One such merit is that compared to several contemporary epics Cleopatra is remarkably historically accurate, and writer/director Joe Mankiewicz did his very best to combine the disarray of ideas, script bits, and performers at his disposal into what largely comes off as a faithful (albeit somewhat uneventful and talky) rendition of the young title character's political and personal life. The dialogue, much of which was written by Mankiewicz, has an intellectual rather than action-driven focus, which is a little ironic, seeing as Cleopatra was made and presented as one of the most lavish epics ever. Because there actually isn't much epic action here. The extravaganza is largely limited to sets, processions and costumes – which inevitably will get a little tiring to watch for four hours. The drive of the film therefore rests on the strength of the historical drama and the realization of Cleopatra's two romances; first with Julius Caesar (Rex Harrison) and then with Mark Antony (Richard Burton). And here's another irony, because despite the budding and much publicized offscreen romance between Taylor and Burton, there's more nerve and credibility in the Cleopatra/Julius Caesar relation during the film's first half than there is between Burton and Taylor onscreen.
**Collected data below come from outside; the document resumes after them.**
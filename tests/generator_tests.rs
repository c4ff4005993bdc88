mod common;
use common::{d, t};

use opsched::core::calculator::cleanings::{generate_cleanings, keeps_cleaning};
use opsched::core::calculator::schedule::{generate, generate_with_buffer};
use opsched::errors::AppError;
use opsched::models::event::{EventClass, EventOrigin, EventWindow};
use opsched::models::operation::{
    NOTES_SUCTION, OperationStatus, OperationType, SUBTYPE_POST_USE, VehicleClass,
};
use opsched::models::recurrence::{RecurrencePolicy, Weekday};

fn auto_window() -> EventWindow {
    EventWindow::new(
        d("2025-03-10"),
        t("08:00"),
        d("2025-03-12"),
        t("18:00"),
        EventOrigin::Auto,
    )
}

fn kinds(ops: &[opsched::models::operation::Operation]) -> Vec<OperationType> {
    ops.iter().map(|o| o.kind).collect()
}

#[test]
fn test_auto_without_recurrence_synthesizes_buffers() {
    let ops = generate(&auto_window(), EventClass::SingleOccurrence).unwrap();

    assert_eq!(ops.len(), 2);
    assert_eq!(ops[0].kind, OperationType::Mobilization);
    assert_eq!((ops[0].date, ops[0].time), (d("2025-03-10"), t("04:00")));
    assert_eq!(ops[0].vehicle_class, VehicleClass::Cargo);
    assert_eq!(ops[1].kind, OperationType::Demobilization);
    assert_eq!((ops[1].date, ops[1].time), (d("2025-03-12"), t("22:00")));
    assert!(ops.iter().all(|o| o.status == OperationStatus::Scheduled));
    assert!(ops.iter().all(|o| o.duration_minutes == 60));
}

#[test]
fn test_daily_single_occurrence_ends_with_suction() {
    let window = auto_window().with_recurrence(RecurrencePolicy::daily(t("19:00")));
    let ops = generate(&window, EventClass::SingleOccurrence).unwrap();

    assert_eq!(
        kinds(&ops),
        vec![
            OperationType::Mobilization,
            OperationType::Cleaning,
            OperationType::Cleaning,
            OperationType::Suction,
            OperationType::Demobilization,
        ]
    );
    let dates: Vec<_> = ops[1..4].iter().map(|o| o.date).collect();
    assert_eq!(dates, vec![d("2025-03-10"), d("2025-03-11"), d("2025-03-12")]);
    assert!(ops[1..4].iter().all(|o| o.time == t("19:00")));
    assert!(ops[1..4].iter().all(|o| o.vehicle_class == VehicleClass::Tank));
    assert!(
        ops[1..4]
            .iter()
            .all(|o| o.subtype.as_deref() == Some(SUBTYPE_POST_USE))
    );
    assert_eq!(ops[3].notes, NOTES_SUCTION);
}

#[test]
fn test_exactly_one_suction_and_it_is_the_last_cleaning() {
    let window = EventWindow::new(
        d("2025-03-01"),
        t("06:00"),
        d("2025-03-31"),
        t("23:00"),
        EventOrigin::Auto,
    )
    .with_recurrence(RecurrencePolicy::daily(t("12:00")));
    let ops = generate(&window, EventClass::SingleOccurrence).unwrap();

    let suctions: Vec<_> = ops
        .iter()
        .enumerate()
        .filter(|(_, o)| o.kind == OperationType::Suction)
        .collect();
    assert_eq!(suctions.len(), 1);
    assert_eq!(suctions[0].0, ops.len() - 2);
    assert_eq!(suctions[0].1.date, d("2025-03-31"));
    assert_eq!(ops.len(), 1 + 31 + 1);
}

#[test]
fn test_cleaning_before_mobilization_time_is_dropped() {
    // mobilization at 04:00, cleaning at 03:00 on the first day
    let window = auto_window().with_recurrence(RecurrencePolicy::daily(t("03:00")));
    let ops = generate(&window, EventClass::SingleOccurrence).unwrap();

    let cleaning_dates: Vec<_> = ops[1..ops.len() - 1].iter().map(|o| o.date).collect();
    assert_eq!(cleaning_dates, vec![d("2025-03-11"), d("2025-03-12")]);
}

#[test]
fn test_cleaning_after_demobilization_time_is_dropped() {
    let window = auto_window()
        .with_demobilization_at("2025-03-12T17:00:00")
        .with_recurrence(RecurrencePolicy::daily(t("19:00")));
    let ops = generate(&window, EventClass::SingleOccurrence).unwrap();

    let cleanings = &ops[1..ops.len() - 1];
    assert_eq!(cleanings.len(), 2);
    assert_eq!(cleanings[1].date, d("2025-03-11"));
    assert_eq!(cleanings[1].kind, OperationType::Suction);
    assert_eq!(ops.last().map(|o| o.time), Some(t("17:00")));
}

#[test]
fn test_cleaning_at_demobilization_instant_is_dropped() {
    let mob = (d("2025-03-10"), t("04:00"));
    let demob = (d("2025-03-12"), t("19:00"));
    assert!(!keeps_cleaning(d("2025-03-12"), t("19:00"), mob, demob));
    assert!(keeps_cleaning(d("2025-03-12"), t("18:59"), mob, demob));
    assert!(keeps_cleaning(d("2025-03-10"), t("04:00"), mob, demob));
}

#[test]
fn test_midnight_demobilization_keeps_late_cleanings_that_day() {
    let mob = (d("2025-03-10"), t("04:00"));
    let demob = (d("2025-03-13"), t("00:00"));

    assert!(keeps_cleaning(d("2025-03-13"), t("19:00"), mob, demob));
    assert!(keeps_cleaning(d("2025-03-13"), t("06:00"), mob, demob));
    assert!(!keeps_cleaning(d("2025-03-13"), t("03:00"), mob, demob));
    assert!(!keeps_cleaning(d("2025-03-13"), t("05:59"), mob, demob));
}

#[test]
fn test_midnight_demobilization_through_generate_cleanings() {
    let mob = (d("2025-03-10"), t("08:00"));
    let demob = (d("2025-03-13"), t("00:00"));

    let evening = generate_cleanings(
        d("2025-03-10"),
        d("2025-03-13"),
        &RecurrencePolicy::daily(t("19:00")),
        mob,
        demob,
    );
    assert_eq!(evening.len(), 4);
    assert_eq!(evening[3].date, d("2025-03-13"));
    assert_eq!(evening[3].kind, OperationType::Suction);

    let night = generate_cleanings(
        d("2025-03-10"),
        d("2025-03-13"),
        &RecurrencePolicy::daily(t("03:00")),
        mob,
        demob,
    );
    let dates: Vec<_> = night.iter().map(|o| o.date).collect();
    assert_eq!(dates, vec![d("2025-03-11"), d("2025-03-12")]);
    assert_eq!(night[1].kind, OperationType::Suction);
}

#[test]
fn test_class_mismatch_yields_no_cleanings() {
    let daily = auto_window().with_recurrence(RecurrencePolicy::daily(t("19:00")));
    let weekly = auto_window().with_recurrence(RecurrencePolicy::weekly(
        [Weekday::Mon, Weekday::Tue],
        t("19:00"),
    ));

    for (window, class) in [
        (&daily, EventClass::Intermittent),
        (&daily, EventClass::Other),
        (&weekly, EventClass::SingleOccurrence),
        (&weekly, EventClass::Other),
    ] {
        let ops = generate(window, class).unwrap();
        assert_eq!(
            kinds(&ops),
            vec![OperationType::Mobilization, OperationType::Demobilization]
        );
    }
}

#[test]
fn test_weekly_intermittent_cleanings() {
    // 2025-03-10 is a Monday
    let window = EventWindow::new(
        d("2025-03-10"),
        t("08:00"),
        d("2025-03-16"),
        t("18:00"),
        EventOrigin::Auto,
    )
    .with_recurrence(RecurrencePolicy::weekly(
        [Weekday::Mon, Weekday::Wed],
        t("19:00"),
    ));
    let ops = generate(&window, EventClass::Intermittent).unwrap();

    assert_eq!(ops.len(), 4);
    assert_eq!((ops[1].kind, ops[1].date), (OperationType::Cleaning, d("2025-03-10")));
    assert_eq!((ops[2].kind, ops[2].date), (OperationType::Suction, d("2025-03-12")));
}

#[test]
fn test_weekly_without_weekdays_yields_no_cleanings() {
    let window = auto_window().with_recurrence(RecurrencePolicy::weekly(Vec::<Weekday>::new(), t("19:00")));
    let ops = generate(&window, EventClass::Intermittent).unwrap();
    assert_eq!(ops.len(), 2);
}

#[test]
fn test_no_qualifying_cleaning_means_no_suction() {
    // cleaning time after demobilization on a single-day event
    let window = EventWindow::new(
        d("2025-03-10"),
        t("08:00"),
        d("2025-03-10"),
        t("12:00"),
        EventOrigin::Manual,
    )
    .with_recurrence(RecurrencePolicy::daily(t("19:00")));
    let ops = generate(&window, EventClass::SingleOccurrence).unwrap();

    assert!(ops.iter().all(|o| o.kind != OperationType::Suction));
    assert_eq!(ops.len(), 2);
}

#[test]
fn test_explicit_timestamps_win_for_auto() {
    let window = auto_window()
        .with_mobilization_at("2025-03-09T15:30:00")
        .with_demobilization_at("2025-03-13 09:15");
    let ops = generate(&window, EventClass::Other).unwrap();

    assert_eq!((ops[0].date, ops[0].time), (d("2025-03-09"), t("15:30")));
    assert_eq!((ops[1].date, ops[1].time), (d("2025-03-13"), t("09:15")));
}

#[test]
fn test_unparsable_explicit_timestamp_falls_back_to_synthesis() {
    let window = auto_window()
        .with_mobilization_at("garbage")
        .with_demobilization_at("");
    let ops = generate(&window, EventClass::Other).unwrap();

    assert_eq!((ops[0].date, ops[0].time), (d("2025-03-10"), t("04:00")));
    assert_eq!((ops[1].date, ops[1].time), (d("2025-03-12"), t("22:00")));
}

#[test]
fn test_manual_uses_event_bounds_and_ignores_explicit() {
    let window = EventWindow::new(
        d("2025-03-10"),
        t("08:00"),
        d("2025-03-12"),
        t("18:00"),
        EventOrigin::Manual,
    )
    .with_mobilization_at("2025-03-01T00:00:00");
    let ops = generate(&window, EventClass::Other).unwrap();

    assert_eq!((ops[0].date, ops[0].time), (d("2025-03-10"), t("08:00")));
    assert_eq!((ops[1].date, ops[1].time), (d("2025-03-12"), t("18:00")));
}

#[test]
fn test_synthesized_instants_carry_the_day() {
    let window = EventWindow::new(
        d("2025-03-01"),
        t("02:00"),
        d("2025-03-31"),
        t("21:30"),
        EventOrigin::Auto,
    );
    let ops = generate(&window, EventClass::Other).unwrap();

    assert_eq!((ops[0].date, ops[0].time), (d("2025-02-28"), t("22:00")));
    assert_eq!((ops[1].date, ops[1].time), (d("2025-04-01"), t("01:30")));
}

#[test]
fn test_custom_buffer_hours() {
    let ops = generate_with_buffer(&auto_window(), EventClass::Other, 2).unwrap();
    assert_eq!(ops[0].time, t("06:00"));
    assert_eq!(ops[1].time, t("20:00"));
}

#[test]
fn test_single_missing_anchor_borrows_the_other() {
    let mut window = auto_window();
    window.end_time = None;
    let ops = generate(&window, EventClass::Other).unwrap();
    assert_eq!((ops[1].date, ops[1].time), (d("2025-03-12"), t("12:00")));
}

#[test]
fn test_missing_both_anchors_is_an_input_error() {
    let mut window = auto_window();
    window.start_time = None;
    window.end_time = None;

    let err = generate(&window, EventClass::Other).unwrap_err();
    assert!(matches!(err, AppError::Input(_)));
}

#[test]
fn test_reversed_window_is_an_input_error() {
    let window = EventWindow::new(
        d("2025-03-12"),
        t("08:00"),
        d("2025-03-10"),
        t("18:00"),
        EventOrigin::Auto,
    );
    assert!(matches!(
        generate(&window, EventClass::Other),
        Err(AppError::Input(_))
    ));
}

#[test]
fn test_generation_is_deterministic_and_ordered() {
    let window = auto_window().with_recurrence(RecurrencePolicy::daily(t("19:00")));
    let first = generate(&window, EventClass::SingleOccurrence).unwrap();
    let second = generate(&window, EventClass::SingleOccurrence).unwrap();
    assert_eq!(first, second);

    let cleanings = &first[1..first.len() - 1];
    assert!(cleanings.windows(2).all(|w| w[0].date < w[1].date));
}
This isn't just Liz and Dick's fault, however, but also the fact that Caesar's character is better written – his lines are better. The Mark Antony character is weak and often badly motivated; it seems to have been written in a hurry. Either that or much of his motivation ended up on the cutting-room floor, after what was a well-known struggle between Mankiewicz, who originally wanted to create two 3-hour films, and 20th Century Fox mogul Darryl Zanuck, who wanted the film cut down to three hours in total.
Despite all its obvious flaws and often lack of flow and drive, Cleopatra still is a rewarding and highly interesting watch. Not only does it represent the epic genre at both its most magnificent and its most macabre, but for patient viewers there are also a handful of iconic and extremely powerful scenes in here. The very best of these often include the character of Octavian (future emperor Augustus), extraordinarily played by Roddy McDowall. His performance (which seems to draw inspiration from Jay Robinson's Caligula from 1953's The Robe) is a delightful medley of effeminate and masculine qualities, culminating in one of the film's best scenes when Octavian scolds one of his subjects for announcing Mark Anthony's death far too casually. In retrospect, the biggest scandal of Cleopatra wasn't Burton and Taylor's extramarital affair or the enormous sums of money spent on the film, but the fact that a clerical error at 20th Century Fox robbed McDowall of what would have been a certain Academy Award nomination for Best Supporting Actor.